Weil von vielen Stellen im Raum Erbach-Michelstadt der deutlich niedrigere HR-Sendeturm zu sehen ist, gab es spöttisches Gelächter im Publikum für den folgenden Hinweis vom Podium, dass die Windräder im Tal ja nur von wenigen Punkten aus sichtbar seien. (hds)
Bettina Magsam wohnt in Würzberg und nahm ausführlich Stellung. Sie ging auf die Vorzüge des Ortes als Wohnplatz ein, auf die gute technische Versorgung, sei es durch Verkehrs- oder Breitbandanbindung, verwies auf die Vorzüge der Natur und auf die von Kelbert häufig bestätigte Qualität des Höhendorfes.
Die Natur war auch Thema etlicher anderer Sprecher, die kritisierten, dass gerade ein Europäisches Vogelschutzgebiet als Standort herhalten soll. Dass die Windräder am Rande des Gebietes errichtet werden sollen, wie von den Verantwortlichen betont, sei nicht wahr, lautete ein Vorwurf: Die über 240 Meter hohen Anlagen sollten mitten in dem Gebiet aufgestellt werden. Offenbar kümmere es niemanden, dass dort etliche Rotmilane lebten, ein Schwarzstorchpaar nachgewiesen und auch die weitere Vogelwelt vielfältig sei.
Die Vertreter von EGO, Entega und Energieagentur hatten durchaus einen schweren Stand, mussten sich im Einzelfall sogar gegen Vorhaltungen verwahren, konnten aber nicht alle Argumente entkräften. Grund waren neben vielen Emotionen sicherlich fachlich qualifizierte Einlassungen der Projektgegner, die nicht einfach abgetan werden konnten.

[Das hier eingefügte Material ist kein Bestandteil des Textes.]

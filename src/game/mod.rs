//! Game simulation modules

pub mod combat;
pub mod physics;
pub mod simulation;
pub mod snapshot;

pub use simulation::{MatchEvent, PlayerState, Simulation};

/// A room member entering a match, captured when the match is created
#[derive(Debug, Clone)]
pub struct Participant {
    pub id: String,
    pub nickname: String,
    pub color: String,
    pub character: String,
}

impl Participant {
    /// Model file the client loads for this player
    pub fn asset(&self) -> String {
        format!("{}.glb", self.character)
    }
}
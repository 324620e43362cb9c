//! Hammer Arena Server - authoritative multiplayer arena server
//!
//! Serves the static client, a health endpoint, and one WebSocket per
//! player. Rooms, lobby and the 30Hz match simulation all run as actors
//! behind that socket.

mod app;
mod config;
mod error;
mod game;
mod http;
mod lobby;
mod util;
mod ws;

use std::net::SocketAddr;

use tokio::net::TcpListener;
use tracing::{info, warn};
use tracing_subscriber::{layer::SubscriberExt, util::SubscriberInitExt};

use crate::app::AppState;
use crate::config::Config;
use crate::http::build_router;
use crate::util::time::init_server_time;

#[tokio::main]
async fn main() -> anyhow::Result<()> {
    // Load environment variables
    dotenvy::dotenv().ok();

    let config = Config::from_env()?;

    init_tracing(&config.log_level, config.log_json);
    init_server_time();

    info!("Starting Hammer Arena Server");
    info!(
        max_players = config.game.max_players,
        match_secs = config.game.match_duration.as_secs(),
        static_dir = %config.static_dir.display(),
        "Configuration loaded"
    );

    // Spawns the Directory actor
    let state = AppState::new(config.clone());
    let router = build_router(state);

    let addr: SocketAddr = config.server_addr;
    let listener = TcpListener::bind(addr).await?;

    info!("Server listening on {}", addr);
    info!("Health check: http://{}/health", addr);
    info!("WebSocket endpoint: ws://{}/ws", addr);

    axum::serve(listener, router)
        .with_graceful_shutdown(shutdown_signal())
        .await?;

    info!("Server shutdown complete");
    Ok(())
}

/// Initialize tracing/logging
fn init_tracing(log_level: &str, json: bool) {
    let env_filter = tracing_subscriber::EnvFilter::try_from_default_env()
        .unwrap_or_else(|_| tracing_subscriber::EnvFilter::new(log_level));

    let registry = tracing_subscriber::registry().with(env_filter);
    if json {
        registry
            .with(tracing_subscriber::fmt::layer().json().with_target(true))
            .init();
    } else {
        registry
            .with(tracing_subscriber::fmt::layer().with_target(true))
            .init();
    }
}

/// Graceful shutdown signal handler
async fn shutdown_signal() {
    let ctrl_c = async {
        if let Err(e) = tokio::signal::ctrl_c().await {
            warn!(error = %e, "Failed to listen for Ctrl+C");
            std::future::pending::<()>().await;
        }
    };

    #[cfg(unix)]
    let terminate = async {
        match tokio::signal::unix::signal(tokio::signal::unix::SignalKind::terminate()) {
            Ok(mut signal) => {
                signal.recv().await;
            }
            Err(e) => {
                warn!(error = %e, "Failed to install SIGTERM handler");
                std::future::pending::<()>().await;
            }
        }
    };

    #[cfg(not(unix))]
    let terminate = std::future::pending::<()>();

    tokio::select! {
        _ = ctrl_c => {
            info!("Received Ctrl+C, starting graceful shutdown");
        }
        _ = terminate => {
            info!("Received terminate signal, starting graceful shutdown");
        }
    }
}
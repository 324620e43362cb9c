//! Arena movement and boundary constraints

use std::f64::consts::{FRAC_PI_2, PI, TAU};

use crate::ws::protocol::MoveData;

/// Arena half-size (the floor spans -20..20 on both axes)
pub const ARENA_HALF_SIZE: f64 = 20.0;
/// Distance kept between players and the arena edge
pub const ARENA_MARGIN: f64 = 1.0;
/// Distance covered per tick at full input
pub const PLAYER_SPEED: f64 = 0.5;
/// Radius of the spawn ring around the origin
pub const SPAWN_RADIUS: f64 = 10.0;

/// Movement intention, each axis in {-1, 0, 1}
#[derive(Debug, Clone, Copy, Default, PartialEq)]
pub struct MoveIntent {
    pub forward: f64,
    pub strafe: f64,
}

impl MoveIntent {
    pub fn is_moving(&self) -> bool {
        self.forward != 0.0 || self.strafe != 0.0
    }
}

impl From<&MoveData> for MoveIntent {
    /// Forward wins over backward, right over left.
    fn from(keys: &MoveData) -> Self {
        let forward = if keys.forward == 1.0 {
            1.0
        } else if keys.backward == 1.0 {
            -1.0
        } else {
            0.0
        };
        let strafe = if keys.right == 1.0 {
            -1.0
        } else if keys.left == 1.0 {
            1.0
        } else {
            0.0
        };
        Self { forward, strafe }
    }
}

/// Physics system for player kinematics
pub struct PhysicsSystem;

impl PhysicsSystem {
    /// Per-tick displacement for an intent, in arena axes.
    /// Forward maps to -z and strafe to -x; the vector is normalized before
    /// scaling so diagonals are not faster.
    pub fn displacement(intent: MoveIntent, speed: f64) -> (f64, f64) {
        let dx = -intent.strafe;
        let dz = -intent.forward;
        let magnitude = (dx * dx + dz * dz).sqrt();
        if magnitude == 0.0 {
            return (0.0, 0.0);
        }
        (dx / magnitude * speed, dz / magnitude * speed)
    }

    /// Clamp a coordinate to the arena's inner boundary
    pub fn clamp_to_arena(v: f64) -> f64 {
        let limit = ARENA_HALF_SIZE - ARENA_MARGIN;
        v.clamp(-limit, limit)
    }

    /// Apply one tick of movement. Returns the new (x, z).
    pub fn integrate(x: f64, z: f64, intent: MoveIntent) -> (f64, f64) {
        let (dx, dz) = Self::displacement(intent, PLAYER_SPEED);
        (Self::clamp_to_arena(x + dx), Self::clamp_to_arena(z + dz))
    }

    /// Pitch is limited to straight up / straight down
    pub fn clamp_pitch(pitch: f64) -> f64 {
        pitch.clamp(-FRAC_PI_2, FRAC_PI_2)
    }

    /// Evenly spaced spawn point on the ring, facing the centre.
    /// Returns (x, z, yaw).
    pub fn spawn_point(index: usize, count: usize) -> (f64, f64, f64) {
        let step = TAU / count.max(1) as f64;
        let angle = index as f64 * step;
        (SPAWN_RADIUS * angle.cos(), SPAWN_RADIUS * angle.sin(), PI - angle)
    }

    /// Horizontal distance between two points
    pub fn distance(x1: f64, z1: f64, x2: f64, z2: f64) -> f64 {
        let dx = x2 - x1;
        let dz = z2 - z1;
        (dx * dx + dz * dz).sqrt()
    }
}

#[cfg(test)]
mod tests {
    use super::*;

    const EPS: f64 = 1e-9;

    fn intent(forward: f64, strafe: f64) -> MoveIntent {
        MoveIntent { forward, strafe }
    }

    #[test]
    fn diagonal_is_not_faster() {
        let (sx, sz) = PhysicsSystem::displacement(intent(1.0, 0.0), PLAYER_SPEED);
        let single = (sx * sx + sz * sz).sqrt();
        for (f, s) in [(1.0, 1.0), (1.0, -1.0), (-1.0, 1.0), (-1.0, -1.0)] {
            let (dx, dz) = PhysicsSystem::displacement(intent(f, s), PLAYER_SPEED);
            let diagonal = (dx * dx + dz * dz).sqrt();
            assert!((diagonal - single).abs() < EPS, "intent ({f}, {s})");
        }
        assert!((single - PLAYER_SPEED).abs() < EPS);
    }

    #[test]
    fn forward_moves_towards_negative_z() {
        let (x, z) = PhysicsSystem::integrate(0.0, 0.0, intent(1.0, 0.0));
        assert_eq!(x, 0.0);
        assert!((z + PLAYER_SPEED).abs() < EPS);
    }

    #[test]
    fn idle_intent_does_not_move() {
        assert_eq!(PhysicsSystem::integrate(3.0, -4.0, intent(0.0, 0.0)), (3.0, -4.0));
    }

    #[test]
    fn position_stays_inside_arena() {
        let limit = ARENA_HALF_SIZE - ARENA_MARGIN;
        let intents = [(1.0, 0.0), (-1.0, 1.0), (0.0, -1.0), (1.0, 1.0)];
        for (f, s) in intents {
            let (mut x, mut z) = (0.0, 0.0);
            for _ in 0..200 {
                (x, z) = PhysicsSystem::integrate(x, z, intent(f, s));
                assert!(x.abs() <= limit && z.abs() <= limit);
            }
        }
    }

    #[test]
    fn keys_to_intent() {
        let keys = MoveData {
            forward: 1.0,
            backward: 1.0,
            left: 1.0,
            right: 0.0,
        };
        assert_eq!(MoveIntent::from(&keys), intent(1.0, 1.0));

        let keys = MoveData {
            backward: 1.0,
            right: 1.0,
            ..MoveData::default()
        };
        assert_eq!(MoveIntent::from(&keys), intent(-1.0, -1.0));
        assert!(!MoveIntent::from(&MoveData::default()).is_moving());
    }

    #[test]
    fn spawn_ring_faces_centre() {
        let (x, z, yaw) = PhysicsSystem::spawn_point(0, 4);
        assert!((x - SPAWN_RADIUS).abs() < EPS && z.abs() < EPS);
        assert!((yaw - PI).abs() < EPS);

        let (x, z, _) = PhysicsSystem::spawn_point(2, 4);
        assert!((x + SPAWN_RADIUS).abs() < EPS && z.abs() < 1e-6);
    }

    #[test]
    fn pitch_is_clamped() {
        assert_eq!(PhysicsSystem::clamp_pitch(3.0), FRAC_PI_2);
        assert_eq!(PhysicsSystem::clamp_pitch(-3.0), -FRAC_PI_2);
        assert_eq!(PhysicsSystem::clamp_pitch(0.25), 0.25);
    }
}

Schüler des Gymnasiums beteiligten sich mit Wortmeldungen für Wind- statt Atomkraft. Auch einige Michelstädter Parlamentarier kommentierten die Diskussion, wobei eine gewisse Verunsicherung erkennbar war. Kelbert betonte in seinem Schlusswort, das Vertrauen der Stadtverordneten in übergeordnete Behörden sei beschädigt. Ein verträgliches Maß werde angestrebt. Er sehe nicht, dass die Windräder all das zerstören, was Bettina Magsam ausgeführt hatte.